Given $a=bc$ and $c\geq 1$ and $b\neq 0$, which is greater: $a$ or $(b+c)$?

Question

I am trying a GRE question, and I have the following:

Given $a=bc$ and $c\geq 1$ and $b\neq 0$,

Answer A: $a$ > $(b+c)$

Answer B: $a$ < $(b+c)$

Answer C: $a$ = $(b+c)$

Answer D: The relationship cannot be determined from the info given.

Now, trying to reason out the problem statement, we get:

$a \geq b$ and $b+c=b+\frac{a}{b}$ which gives $b+c=b$+{some value greater than or equal to 1}

Now, my hunch is that the answer is option D, but for whatever values I try to plug in, I seem to get option B. Is there a way to say with certainty that option B is the correct answer?

Answer 1

• If $b=2, c=4$ then $a=8$, so the first one would be right.

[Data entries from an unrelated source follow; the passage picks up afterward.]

//! apiwatch HTTP Client
//!
//! A small, type-safe HTTP client for the dashboard endpoints of the API
//! management server: request logs, the live log stream and background jobs.
//!
//! # Example
//!
//! ```no_run
//! use apiwatch_client::DashboardClient;
//!
//! #[tokio::main]
//! async fn main() -> apiwatch_client::Result<()> {
//!     let client = DashboardClient::new("http://localhost:8000");
//!
//!     let logs = client.list_logs(100).await?;
//!     println!("{} log entries", logs.len());
//!     Ok(())
//! }
//! ```

pub mod error;
mod jobs;
mod logs;
pub mod sse;

// Re-export commonly used types
pub use error::{ClientError, Result};
pub use logs::{EventStream, entries_from_records};

use reqwest::{Client, Url};
use serde::de::DeserializeOwned;

/// HTTP client for the dashboard API
///
/// Methods are grouped by resource:
/// - Request logs (list, clear, live stream)
/// - Background jobs (list, stop, delete, log history)
#[derive(Debug, Clone)]
pub struct DashboardClient {
    /// Base URL of the server (e.g., "http://localhost:8000")
    base_url: String,
    /// HTTP client instance
    client: Client,
}

impl DashboardClient {
    /// Create a new dashboard client
    ///
    /// # Arguments
    /// * `base_url` - The base URL of the server (e.g., "http://localhost:8000")
    pub fn new(base_url: impl Into<String>) -> Self {
        Self::with_client(base_url, Client::new())
    }

    /// Create a new dashboard client with a custom HTTP client
    ///
    /// This allows you to configure timeouts, proxies, cookies, etc. Note that
    /// a request timeout also bounds the lifetime of the live log stream.
    pub fn with_client(base_url: impl Into<String>, client: Client) -> Self {
        let base_url = base_url.into();
        Self {
            base_url: base_url.trim_end_matches('/').to_string(),
            client,
        }
    }

    /// Get the base URL of the server
    pub fn base_url(&self) -> &str {
        &self.base_url
    }

    fn url(&self, path: &str) -> String {
        format!("{}{}", self.base_url, path)
    }

    /// Base URL extended by `segments`, each one percent-encoded
    fn segments_url(&self, segments: &[&str]) -> Result<Url> {
        let mut url = Url::parse(&self.base_url)
            .map_err(|e| ClientError::InvalidUrl(format!("{}: {}", self.base_url, e)))?;
        url.path_segments_mut()
            .map_err(|_| ClientError::InvalidUrl(self.base_url.clone()))?
            .pop_if_empty()
            .extend(segments);
        Ok(url)
    }

    // =============================================================================
    // Response Handlers
    // =============================================================================

    /// Check the status code and deserialize the JSON body
    async fn handle_response<T: DeserializeOwned>(&self, response: reqwest::Response) -> Result<T> {
        let response = Self::check_status(response).await?;

        response
            .json()
            .await
            .map_err(|e| ClientError::ParseError(format!("Failed to parse JSON response: {}", e)))
    }

    /// Check the status code of a response whose body is not needed
    async fn handle_empty_response(&self, response: reqwest::Response) -> Result<()> {
        Self::check_status(response).await.map(|_| ())
    }

    /// Turn a non-success response into [`ClientError::ApiError`]
    async fn check_status(response: reqwest::Response) -> Result<reqwest::Response> {
        let status = response.status();
        if status.is_success() {
            return Ok(response);
        }

        let body = response.text().await.unwrap_or_default();
        Err(ClientError::from_body(status.as_u16(), &body))
    }
}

• If $b=-2, c=4$ then $a<b+c$ so the second one could be right. So I think D is our choice.

Note that I makes some examples because this is a GRE-exam.

Answer 2

Take: $$b = -0.5$$ $$c = 1$$ Then : $$a = -0.5$$ In this case , $a = b + c = -0.5$ Similarly prove that for some example options $A,B$ also hold true and hence option $D$ is correct.